Papahanaumokuakea Marine National Monument, Hawaii *
* Established by George W. Bush administration; expanded by Obama administration
- Where: Northwestern Hawaiian Islands
- What: 582,578 square miles of marine habitat, centered around 10 islands and atolls
- When: Established June 2006; expanded August 2016
- Why: Created by President George W. Bush in 2006, Papahanaumokuakea was the largest marine sanctuary on Earth at the time. But as ocean conservation grew more popular over the next decade, it slipped to 10th-largest. President Obama quadrupled its size in 2016, turning it into Earth's second-largest protected area of any kind. It provides critical habitat for more than 7,000 species of wildlife, including several endangered animals — such as Hawaiian monk seals, Laysan ducks and sea turtles — as well as the longest-living marine species on Earth, black coral, which can live for 4,500 years.

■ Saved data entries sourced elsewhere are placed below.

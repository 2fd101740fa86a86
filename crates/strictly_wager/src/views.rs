//! Read-only projections of engine state.

use crate::award::AwardRegistry;
use crate::board::Board;
use crate::config::Creator;
use crate::engine::MatchEngine;
use crate::error::EngineError;
use crate::fees::{PoolSplit, percent_of};
use crate::game::Match;
use crate::outcome::Outcome;
use crate::token::TokenLedger;
use crate::types::{Amount, Currency, MatchId, PlayerNumber, Principal};
use derive_getters::Getters;
use serde::Serialize;
use tracing::instrument;

/// Fee split of a single stake in the preferred currency.
#[derive(Debug, Clone, PartialEq, Eq, Serialize, Getters)]
pub struct FeeInfo {
    /// Currency the figures are denominated in.
    currency: Currency,
    /// Percent withheld for creators.
    creator_percent: u8,
    /// Creator share of one stake.
    creator_cut: Amount,
    /// Prize share of one stake.
    match_cut: Amount,
    /// Creators sharing the cut.
    creators: Vec<Creator>,
}

/// Snapshot of the current match (or of the lobby when none has started).
#[derive(Debug, Clone, PartialEq, Eq, Serialize, Getters)]
pub struct GameState {
    /// Most recently started match.
    current_match_id: Option<MatchId>,
    /// Whether that match still accepts turns.
    match_in_progress: bool,
    /// Principal expected to move, while in progress.
    active_player: Option<Principal>,
    /// Next expected turn number.
    turn_number: u32,
    /// Current board.
    board: Board,
    /// Decision state of the current match.
    outcome: Outcome,
    /// Filled lobby seats.
    lobby_players: usize,
}

/// One surviving mark, in play order.
#[derive(Debug, Clone, PartialEq, Eq, Serialize, Getters)]
pub struct MoveRecord {
    /// Square index.
    square: u8,
    /// Turn that placed the mark.
    turn: u32,
    /// Seat that placed the mark.
    player_number: PlayerNumber,
    /// Principal that placed the mark.
    player: Principal,
}

/// Outcome and surviving marks of a match.
#[derive(Debug, Clone, PartialEq, Eq, Serialize, Getters)]
pub struct MatchHistory {
    /// Match id.
    match_id: MatchId,
    /// Seat one then seat two.
    players: [Principal; 2],
    /// Decision state.
    winner: Outcome,
    /// Marks still on the board, ordered by turn.
    moves: Vec<MoveRecord>,
    /// Bombs used.
    items_used: u8,
}

/// Bomb counters of the current match.
#[derive(Debug, Clone, Copy, PartialEq, Eq, Serialize, Getters)]
pub struct BombStatus {
    /// Bombs left to either seat.
    bombs_remaining: u8,
    /// Bombs a match starts with.
    bomb_cap: u8,
    /// Bombs used so far.
    items_used: u8,
    /// Price of one bomb.
    bomb_cost: Amount,
}

impl<L: TokenLedger, A: AwardRegistry> MatchEngine<L, A> {
    /// Per-stake fee split in the preferred currency.
    #[instrument(skip(self))]
    pub fn fee_info(&self) -> FeeInfo {
        let currency = *self.config.preferred_currency();
        let split = PoolSplit::of(self.config.buy_in().for_currency(currency), self.config.fees());
        FeeInfo {
            currency,
            creator_percent: *self.config.fees().creator_percent(),
            creator_cut: *split.creator_cut(),
            match_cut: *split.prize(),
            creators: self.config.fees().creators().clone(),
        }
    }

    /// Current match state, or an empty board while the lobby fills.
    #[instrument(skip(self))]
    pub fn current_game_state(&self) -> GameState {
        let lobby_players = self.lobby.player_count();
        match self.current.and_then(|id| self.matches.get(&id)) {
            Some(game) => GameState {
                current_match_id: Some(*game.id()),
                match_in_progress: game.is_live(),
                active_player: game
                    .is_live()
                    .then(|| game.player(*game.active_player()).clone()),
                turn_number: *game.turn(),
                board: game.board().clone(),
                outcome: game.outcome().clone(),
                lobby_players,
            },
            None => GameState {
                current_match_id: None,
                match_in_progress: false,
                active_player: None,
                turn_number: 0,
                board: Board::new(),
                outcome: Outcome::Pending,
                lobby_players,
            },
        }
    }

    /// Outcome and surviving marks of a match.
    #[instrument(skip(self))]
    pub fn match_history(&self, match_id: MatchId) -> Result<MatchHistory, EngineError> {
        let game = self.stored_match(match_id)?;
        let mut moves: Vec<MoveRecord> = game
            .board()
            .squares()
            .iter()
            .zip(0u8..)
            .filter_map(|(cell, square)| {
                cell.as_ref().map(|cell| MoveRecord {
                    square,
                    turn: *cell.turn(),
                    player_number: *cell.player_number(),
                    player: cell.player().clone(),
                })
            })
            .collect();
        moves.sort_by_key(|record| record.turn);
        Ok(MatchHistory {
            match_id,
            players: game.players().clone(),
            winner: game.outcome().clone(),
            moves,
            items_used: *game.items_used(),
        })
    }

    /// Decision state of a match.
    #[instrument(skip(self))]
    pub fn match_winner(&self, match_id: MatchId) -> Result<Outcome, EngineError> {
        Ok(self.stored_match(match_id)?.outcome().clone())
    }

    /// Board of a match.
    #[instrument(skip(self))]
    pub fn match_data(&self, match_id: MatchId) -> Result<Board, EngineError> {
        Ok(self.stored_match(match_id)?.board().clone())
    }

    /// Full record of a match.
    pub fn match_record(&self, match_id: MatchId) -> Result<&Match, EngineError> {
        self.stored_match(match_id)
    }

    /// Bomb counters of the running match, or of a fresh one if none runs.
    #[instrument(skip(self))]
    pub fn bomb_status(&self) -> BombStatus {
        let percent = *self.config.bomb_cost_percent();
        match self.running_match() {
            Some(game) => BombStatus {
                bombs_remaining: *game.bombs_remaining(),
                bomb_cap: *game.bomb_cap(),
                items_used: *game.items_used(),
                bomb_cost: percent_of(*game.stake(), percent),
            },
            None => {
                let currency = self
                    .lobby
                    .currency()
                    .unwrap_or(*self.config.preferred_currency());
                BombStatus {
                    bombs_remaining: *self.config.bomb_cap(),
                    bomb_cap: *self.config.bomb_cap(),
                    items_used: 0,
                    bomb_cost: percent_of(self.config.buy_in().for_currency(currency), percent),
                }
            }
        }
    }

    /// Filled lobby seats.
    pub fn player_count(&self) -> usize {
        self.lobby.player_count()
    }

    /// Prize portion of the current pot: the running match's pool, or the
    /// lobby's stakes before a match starts.
    #[instrument(skip(self))]
    pub fn match_balance(&self) -> Result<Amount, EngineError> {
        let pot = match self.running_match() {
            Some(game) => *game.pool(),
            None => self.lobby.pot()?,
        };
        Ok(*PoolSplit::of(pot, self.config.fees()).prize())
    }

    /// Creator share of one stake in the preferred currency.
    pub fn creator_cut(&self) -> Amount {
        *self.fee_info().creator_cut()
    }

    /// Token balance of `owner`.
    pub fn balance_of(&self, currency: Currency, owner: &Principal) -> Amount {
        self.treasury.ledger(currency).balance_of(owner)
    }
}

Protecting this much marine habitat also provides a buffer against ocean acidification, boosting the resilience of many species by giving them more space to adapt. Commercial fishing and mining are banned, although the monument still allows some recreational fishing, as well as removal of wildlife for Native Hawaiian cultural practices. The area has deep cultural and historical significance, as much of the surrounding land and water is sacred to Native Hawaiian communities.